[Opening Data for this task section]

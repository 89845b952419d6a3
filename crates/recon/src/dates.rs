// Date normalization for cells from either export.

use std::sync::OnceLock;

use chrono::{DateTime, Duration, NaiveDate, NaiveDateTime};
use regex::Regex;

use crate::cell::{serial_epoch, CellValue};

/// Field order of a date pattern's three capture groups.
#[derive(Clone, Copy)]
enum Order {
    DayMonthYear,
    MonthDayYear,
    YearMonthDay,
}

/// Patterns tried in order. Dotted and dashed short forms are day-first,
/// slashed is month-first, then ISO. A trailing time part is ignored.
fn patterns() -> &'static [(Regex, Order)] {
    static PATTERNS: OnceLock<Vec<(Regex, Order)>> = OnceLock::new();
    PATTERNS.get_or_init(|| {
        [
            (r"^(\d{1,2})\.(\d{1,2})\.(\d{4})(?:[ T].*)?$", Order::DayMonthYear),
            (r"^(\d{1,2})-(\d{1,2})-(\d{4})(?:[ T].*)?$", Order::DayMonthYear),
            (r"^(\d{1,2})/(\d{1,2})/(\d{4})(?:[ T].*)?$", Order::MonthDayYear),
            (r"^(\d{4})-(\d{1,2})-(\d{1,2})(?:[ T].*)?$", Order::YearMonthDay),
        ]
        .into_iter()
        .filter_map(|(src, order)| Regex::new(src).ok().map(|re| (re, order)))
        .collect()
    })
}

const DATETIME_FORMATS: &[&str] = &[
    "%Y-%m-%dT%H:%M:%S%.f",
    "%Y-%m-%d %H:%M:%S%.f",
    "%Y/%m/%d %H:%M:%S",
    "%Y/%m/%d %H:%M",
    "%m/%d/%Y %I:%M:%S %p",
    "%m/%d/%Y %I:%M %p",
];

const DATE_FORMATS: &[&str] = &[
    "%Y/%m/%d",
    "%d %b %Y",
    "%d %B %Y",
    "%b %d, %Y",
    "%B %d, %Y",
    "%b %d %Y",
    "%a %b %d %Y",
    "%d-%b-%Y",
    "%d-%b-%y",
];

/// Convert a cell into a calendar date, or `None` when it holds no date.
pub fn normalize_date(cell: &CellValue) -> Option<NaiveDate> {
    match cell {
        CellValue::DateTime(dt) => Some(dt.date()),
        CellValue::Number(n) => serial_to_date(*n),
        CellValue::Text(s) => parse_date_text(s),
        CellValue::Empty | CellValue::Bool(_) => None,
    }
}

/// Whole-day spreadsheet serial (epoch 1899-12-30), fraction discarded.
pub fn serial_to_date(serial: f64) -> Option<NaiveDate> {
    if !serial.is_finite() {
        return None;
    }
    let days = serial.floor();
    if days.abs() > 2_958_465.0 {
        return None;
    }
    serial_epoch().checked_add_signed(Duration::days(days as i64))
}

/// Parse a date string using the fixed pattern list, then general formats.
pub fn parse_date_text(raw: &str) -> Option<NaiveDate> {
    let s = raw.trim();
    if s.is_empty() {
        return None;
    }

    for (re, order) in patterns() {
        if let Some(caps) = re.captures(s) {
            let field = |i: usize| caps.get(i).and_then(|m| m.as_str().parse::<u32>().ok());
            let (a, b, c) = (field(1)?, field(2)?, field(3)?);
            let (year, month, day) = match order {
                Order::DayMonthYear => (c, b, a),
                Order::MonthDayYear => (c, a, b),
                Order::YearMonthDay => (a, b, c),
            };
            // A matched pattern is final: an impossible day does not fall through.
            return NaiveDate::from_ymd_opt(year as i32, month, day);
        }
    }

    parse_general(s)
}

fn parse_general(s: &str) -> Option<NaiveDate> {
    if let Ok(dt) = DateTime::parse_from_rfc3339(s) {
        return Some(dt.date_naive());
    }
    if let Ok(dt) = DateTime::parse_from_rfc2822(s) {
        return Some(dt.date_naive());
    }
    for fmt in DATETIME_FORMATS {
        if let Ok(dt) = NaiveDateTime::parse_from_str(s, fmt) {
            return Some(dt.date());
        }
    }
    for fmt in DATE_FORMATS {
        if let Ok(d) = NaiveDate::parse_from_str(s, fmt) {
            return Some(d);
        }
    }
    log::trace!("unparseable date text '{s}'");
    None
}
// leavesync CLI - reconcile DRMIS leave against Oracle absences

mod exit_codes;
mod logging;
mod recon;

use std::path::PathBuf;
use std::process::ExitCode;

use clap::{ArgAction, Parser, Subcommand};

use exit_codes::EXIT_SUCCESS;
use recon::{RunArgs, SourceArg};

#[derive(Parser)]
#[command(name = "leavesync")]
#[command(about = "Reconcile DRMIS leave records against Oracle absence records")]
#[command(version)]
#[command(long_version = long_version())]
#[command(subcommand_required = false)]
struct Cli {
    /// Increase log verbosity (-v info, -vv debug). RUST_LOG overrides.
    #[arg(short, long, action = ArgAction::Count, global = true)]
    verbose: u8,

    #[command(subcommand)]
    command: Option<Commands>,
}

#[derive(Subcommand)]
enum Commands {
    /// Reconcile one employee's DRMIS and Oracle exports
    #[command(after_help = "\
Examples:
  leavesync run --drmis drmis.xlsx --oracle oracle.xlsx
  leavesync run --drmis drmis.xlsx --oracle oracle.xlsx --allow-list codes.xlsx --xlsx edits.xlsx
  leavesync run --drmis drmis.csv --oracle oracle.csv --config april.recon.toml --json
  leavesync run --drmis drmis.csv --oracle oracle.csv --map-drmis leave_type=Absence --tsv

Exit codes:
  0  no mismatches    1  mismatches found     2  usage
  3  missing columns  4  file read/write      5  invalid config")]
    Run(RunArgs),

    /// Show the detected header row and how columns resolve to fields
    #[command(after_help = "\
Examples:
  leavesync detect drmis.xlsx
  leavesync detect oracle.csv --source oracle")]
    Detect {
        /// Export to inspect
        file: PathBuf,

        /// Only resolve fields for this source
        #[arg(long, value_enum)]
        source: Option<SourceArg>,

        /// Rows scanned for the header keyword
        #[arg(long, value_name = "N")]
        scan_rows: Option<usize>,
    },

    /// Validate a recon config without running
    #[command(after_help = "\
Examples:
  leavesync validate april.recon.toml")]
    Validate {
        /// Path to the .recon.toml config file
        config: PathBuf,
    },
}

fn long_version() -> &'static str {
    concat!(
        env!("CARGO_PKG_VERSION"),
        " (", env!("GIT_COMMIT_HASH"), ")",
        "\ntarget:  ", env!("TARGET"),
    )
}

fn main() -> ExitCode {
    let cli = Cli::parse();
    logging::init(cli.verbose);

    let result = match cli.command {
        None => {
            eprintln!("Usage: leavesync <command> [options]");
            eprintln!("       leavesync --help for more information");
            Ok(())
        }
        Some(Commands::Run(args)) => recon::cmd_run(args),
        Some(Commands::Detect { file, source, scan_rows }) => recon::cmd_detect(file, source, scan_rows),
        Some(Commands::Validate { config }) => recon::cmd_validate(config),
    };

    match result {
        Ok(()) => ExitCode::from(EXIT_SUCCESS),
        Err(CliError { code, message, hint }) => {
            if !message.is_empty() {
                eprintln!("error: {}", message);
            }
            if let Some(hint) = hint {
                eprintln!("hint:  {}", hint);
            }
            ExitCode::from(code)
        }
    }
}

#[derive(Debug)]
pub struct CliError {
    pub code: u8,
    pub message: String,
    pub hint: Option<String>,
}

#[cfg(test)]
mod tests {
    use super::*;
    use clap::CommandFactory;

    #[test]
    fn cli_definition_is_consistent() {
        Cli::command().debug_assert();
    }

    #[test]
    fn run_collects_repeated_maps() {
        let cli = Cli::parse_from([
            "leavesync", "-vv", "run", "--drmis", "d.csv", "--oracle", "o.csv",
            "--map-drmis", "date=Day", "--map-drmis", "leave_type=Absence", "--no-prefill",
        ]);
        assert_eq!(cli.verbose, 2);
        match cli.command {
            Some(Commands::Run(args)) => {
                assert_eq!(args.map_drmis, vec!["date=Day", "leave_type=Absence"]);
                assert!(args.no_prefill);
                assert!(args.map_oracle.is_empty());
            }
            _ => panic!("expected run"),
        }
    }

    #[test]
    fn json_and_tsv_conflict() {
        let parsed = Cli::try_parse_from([
            "leavesync", "run", "--drmis", "d.csv", "--oracle", "o.csv", "--json", "--tsv",
        ]);
        assert!(parsed.is_err());
    }
}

[Closing Data for this task section]

#### [Work task]
Say, as a bare number, how many lines above contain the word "toml".

#### [Task response]
3